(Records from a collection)
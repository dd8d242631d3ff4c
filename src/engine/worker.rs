// Job execution: one monitor thread per running subprocess, results over a channel

use std::collections::VecDeque;
use std::fs;
use std::io::{self, BufRead, BufReader, Read};
use std::path::PathBuf;
use std::process::{Command, Stdio};
use std::sync::mpsc::{self, Sender};
use std::thread;
use std::time::{Duration, Instant};

use super::core::{CommandFactory, JobKind, JobStatus, RunConfig, TimeoutClass, format_cmd};
use super::graph::JobGraph;
use super::monitor::{CancelToken, Exit, supervise};
use super::poster::{Replacement, discard, keep_smaller};
use crate::error::{Error, Result};

/// Lines of stderr kept for failure messages
const STDERR_TAIL_LINES: usize = 12;

/// Per-class wall-clock limits; `None` means unlimited
#[derive(Debug, Clone, Copy, Default)]
pub struct Timeouts {
    pub encode: Option<Duration>,
    pub stream: Option<Duration>,
    pub poster: Option<Duration>,
    pub optimize: Option<Duration>,
}

impl Timeouts {
    pub fn for_class(&self, class: TimeoutClass) -> Option<Duration> {
        match class {
            TimeoutClass::Encode => self.encode,
            TimeoutClass::Stream => self.stream,
            TimeoutClass::Poster => self.poster,
            TimeoutClass::Optimize => self.optimize,
        }
    }
}

#[derive(Debug, Clone)]
pub struct EngineSettings {
    /// Upper bound on concurrently running jobs; 0 means no bound
    pub max_parallel: usize,
    pub poll_interval: Duration,
    pub timeouts: Timeouts,
}

impl Default for EngineSettings {
    fn default() -> Self {
        Self {
            max_parallel: 0,
            poll_interval: Duration::from_millis(200),
            timeouts: Timeouts::default(),
        }
    }
}

/// Terminal result of one job as decided by its monitor thread
#[derive(Debug, Clone, PartialEq, Eq)]
pub enum JobOutcome {
    Succeeded { note: Option<String> },
    Failed { reason: String },
}

/// Message from a monitor thread to the coordinator
#[derive(Debug)]
pub enum WorkerMessage {
    /// Process spawned
    JobStarted { kind: JobKind, pid: u32 },

    /// Process reached a terminal state
    JobFinished {
        kind: JobKind,
        outcome: JobOutcome,
        elapsed: Duration,
    },
}

/// Everything a monitor thread needs, moved into it at launch
struct WorkerJob {
    kind: JobKind,
    timeout: Option<Duration>,
    poll_interval: Duration,
    cancel: CancelToken,
    /// (poster, candidate) for optimize jobs
    replace: Option<(PathBuf, PathBuf)>,
}

impl WorkerJob {
    /// A failure of the optimizer never fails the run; the original poster is
    /// kept instead.
    fn failed(&self, reason: String) -> JobOutcome {
        match &self.replace {
            Some((_, candidate)) => {
                discard(candidate);
                JobOutcome::Succeeded {
                    note: Some(format!("optimizer {reason}; kept original")),
                }
            }
            None => JobOutcome::Failed { reason },
        }
    }

    fn succeeded(&self) -> JobOutcome {
        let Some((poster, candidate)) = &self.replace else {
            return JobOutcome::Succeeded { note: None };
        };
        let note = match keep_smaller(poster, candidate) {
            Ok(Replacement::Replaced { before, after }) => {
                format!("optimized {before} -> {after} bytes")
            }
            Ok(Replacement::KeptOriginal { before, candidate }) => {
                format!("kept original ({before} bytes, optimizer produced {candidate})")
            }
            Err(e) => format!("kept original: {e}"),
        };
        JobOutcome::Succeeded { note: Some(note) }
    }
}

/// Runs a [`JobGraph`] to completion or first failure.
///
/// The coordinator launches every ready job (up to `max_parallel`), then
/// blocks on the result channel only; each child is watched by its own
/// thread polling `try_wait`.
pub struct Executor<'a> {
    factory: &'a dyn CommandFactory,
    settings: &'a EngineSettings,
    cancel: CancelToken,
}

impl<'a> Executor<'a> {
    pub fn new(
        factory: &'a dyn CommandFactory,
        settings: &'a EngineSettings,
        cancel: CancelToken,
    ) -> Self {
        Self {
            factory,
            settings,
            cancel,
        }
    }

    fn has_capacity(&self, in_flight: usize) -> bool {
        self.settings.max_parallel == 0 || in_flight < self.settings.max_parallel
    }

    /// Execute every job in `graph`.
    ///
    /// On the first failure the cancellation token is set so in-flight
    /// children are killed, nothing new is launched and the remaining jobs are
    /// marked skipped. Statuses in `graph` are final when this returns.
    pub fn execute(&self, run: &RunConfig, graph: &mut JobGraph) -> Result<()> {
        let (tx, rx) = mpsc::channel();
        let mut in_flight = 0usize;
        let mut failure: Option<Error> = None;

        loop {
            if failure.is_none() && !self.cancel.is_cancelled() {
                for kind in graph.ready() {
                    if !self.has_capacity(in_flight) {
                        break;
                    }
                    graph.set_status(kind, JobStatus::Running);
                    match self.launch(kind, run, tx.clone()) {
                        Ok(()) => {
                            tracing::info!("started {}", kind);
                            in_flight += 1;
                        }
                        Err(e) => {
                            let reason = format!("could not launch: {e}");
                            tracing::error!("{} failed: {}", kind, reason);
                            graph.finish(kind, JobStatus::Failed, 0, Some(reason.clone()));
                            failure = Some(Error::JobFailed { job: kind, reason });
                            self.cancel.cancel();
                            break;
                        }
                    }
                }
            }

            if in_flight == 0 {
                break;
            }

            let Ok(message) = rx.recv() else {
                break;
            };
            match message {
                WorkerMessage::JobStarted { kind, pid } => {
                    tracing::debug!(pid, "{} spawned", kind);
                }
                WorkerMessage::JobFinished {
                    kind,
                    outcome,
                    elapsed,
                } => {
                    in_flight -= 1;
                    let elapsed_ms = elapsed.as_millis() as u64;
                    match outcome {
                        JobOutcome::Succeeded { note } => {
                            tracing::info!("finished {} in {:.1}s", kind, elapsed.as_secs_f64());
                            if let Some(note) = &note {
                                tracing::info!("{}: {}", kind, note);
                            }
                            graph.finish(kind, JobStatus::Succeeded, elapsed_ms, note);
                        }
                        JobOutcome::Failed { reason } => {
                            graph.finish(kind, JobStatus::Failed, elapsed_ms, Some(reason.clone()));
                            if failure.is_none() && !self.cancel.is_cancelled() {
                                tracing::error!("{} failed: {}", kind, reason);
                                failure = Some(Error::JobFailed { job: kind, reason });
                                self.cancel.cancel();
                            } else {
                                tracing::debug!("{} stopped: {}", kind, reason);
                            }
                        }
                    }
                }
            }
        }

        let skipped = graph.skip_pending();
        if !skipped.is_empty() {
            tracing::debug!("skipped {} job(s) that never started", skipped.len());
        }

        if let Some(err) = failure {
            return Err(err);
        }
        if self.cancel.is_cancelled() {
            return Err(Error::Cancelled);
        }
        if let Some(&kind) = skipped.first() {
            return Err(Error::Unschedulable(kind));
        }
        Ok(())
    }

    fn launch(&self, kind: JobKind, run: &RunConfig, tx: Sender<WorkerMessage>) -> io::Result<()> {
        if let Some(dir) = kind.workdir() {
            fs::create_dir_all(run.output_dir().join(dir))?;
        }

        let cmd = self.factory.command(kind, run);
        tracing::debug!("{}: {}", kind, format_cmd(&cmd));

        let job = WorkerJob {
            kind,
            timeout: self.settings.timeouts.for_class(kind.timeout_class()),
            poll_interval: self.settings.poll_interval,
            cancel: self.cancel.clone(),
            replace: kind
                .candidate_path(run.name())
                .map(|candidate| (run.artifact_path(kind), run.output_dir().join(candidate))),
        };

        thread::Builder::new()
            .name(format!("job-{kind}"))
            .spawn(move || run_job(job, cmd, tx))?;
        Ok(())
    }
}

fn run_job(job: WorkerJob, mut cmd: Command, tx: Sender<WorkerMessage>) {
    let started = Instant::now();
    let program = cmd.get_program().to_string_lossy().into_owned();

    let outcome = match spawn_and_supervise(&job, &mut cmd, &tx) {
        Ok((Exit::Exited(status), _)) if status.success() => job.succeeded(),
        Ok((Exit::Exited(status), stderr)) => {
            if stderr.is_empty() {
                job.failed(format!("exited with {status}"))
            } else {
                job.failed(format!("exited with {status}:\n{stderr}"))
            }
        }
        Ok((Exit::TimedOut(limit), _)) => {
            job.failed(format!("timed out after {:.1}s", limit.as_secs_f64()))
        }
        Ok((Exit::Cancelled, _)) => JobOutcome::Failed {
            reason: "cancelled".to_string(),
        },
        Err(e) => job.failed(format!("could not run {program}: {e}")),
    };

    let _ = tx.send(WorkerMessage::JobFinished {
        kind: job.kind,
        outcome,
        elapsed: started.elapsed(),
    });
}

fn spawn_and_supervise(
    job: &WorkerJob,
    cmd: &mut Command,
    tx: &Sender<WorkerMessage>,
) -> io::Result<(Exit, String)> {
    cmd.stdin(Stdio::null());
    cmd.stdout(Stdio::null());
    cmd.stderr(Stdio::piped());

    let mut child = cmd.spawn()?;
    let _ = tx.send(WorkerMessage::JobStarted {
        kind: job.kind,
        pid: child.id(),
    });

    let stderr_thread = child
        .stderr
        .take()
        .map(|stderr| thread::spawn(move || stderr_tail(stderr)));

    let exit = supervise(&mut child, job.timeout, job.poll_interval, &job.cancel)?;

    // A killed child may leave grandchildren holding the pipe open; only wait
    // for the reader when the process exited on its own.
    let stderr = match (&exit, stderr_thread) {
        (Exit::Exited(_), Some(handle)) => handle.join().unwrap_or_default(),
        _ => String::new(),
    };

    Ok((exit, stderr))
}

/// Keep the last lines of a child's stderr. The pipe is drained to EOF so the
/// child never writes into a closed pipe; bytes that are not UTF-8 are
/// replaced rather than ending the read.
fn stderr_tail<R: Read>(stderr: R) -> String {
    let mut lines: VecDeque<String> = VecDeque::with_capacity(STDERR_TAIL_LINES);
    for chunk in BufReader::new(stderr).split(b'\n') {
        let Ok(chunk) = chunk else {
            break;
        };
        if lines.len() == STDERR_TAIL_LINES {
            lines.pop_front();
        }
        lines.push_back(String::from_utf8_lossy(&chunk).trim_end().to_string());
    }
    Vec::from(lines).join("\n").trim().to_string()
}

--- TASK STATEMENT ---
In the records above, find the line with "Ok((Exit::Exited(status), _)) if"; write out exactly that line and each one after it, stopping after the line with "let exit = supervise(&mut".

--- REPLY TO THE TASK ---
        Ok((Exit::Exited(status), _)) if status.success() => job.succeeded(),
        Ok((Exit::Exited(status), stderr)) => {
            if stderr.is_empty() {
                job.failed(format!("exited with {status}"))
            } else {
                job.failed(format!("exited with {status}:\n{stderr}"))
            }
        }
        Ok((Exit::TimedOut(limit), _)) => {
            job.failed(format!("timed out after {:.1}s", limit.as_secs_f64()))
        }
        Ok((Exit::Cancelled, _)) => JobOutcome::Failed {
            reason: "cancelled".to_string(),
        },
        Err(e) => job.failed(format!("could not run {program}: {e}")),
    };

    let _ = tx.send(WorkerMessage::JobFinished {
        kind: job.kind,
        outcome,
        elapsed: started.elapsed(),
    });
}

fn spawn_and_supervise(
    job: &WorkerJob,
    cmd: &mut Command,
    tx: &Sender<WorkerMessage>,
) -> io::Result<(Exit, String)> {
    cmd.stdin(Stdio::null());
    cmd.stdout(Stdio::null());
    cmd.stderr(Stdio::piped());

    let mut child = cmd.spawn()?;
    let _ = tx.send(WorkerMessage::JobStarted {
        kind: job.kind,
        pid: child.id(),
    });

    let stderr_thread = child
        .stderr
        .take()
        .map(|stderr| thread::spawn(move || stderr_tail(stderr)));

    let exit = supervise(&mut child, job.timeout, job.poll_interval, &job.cancel)?;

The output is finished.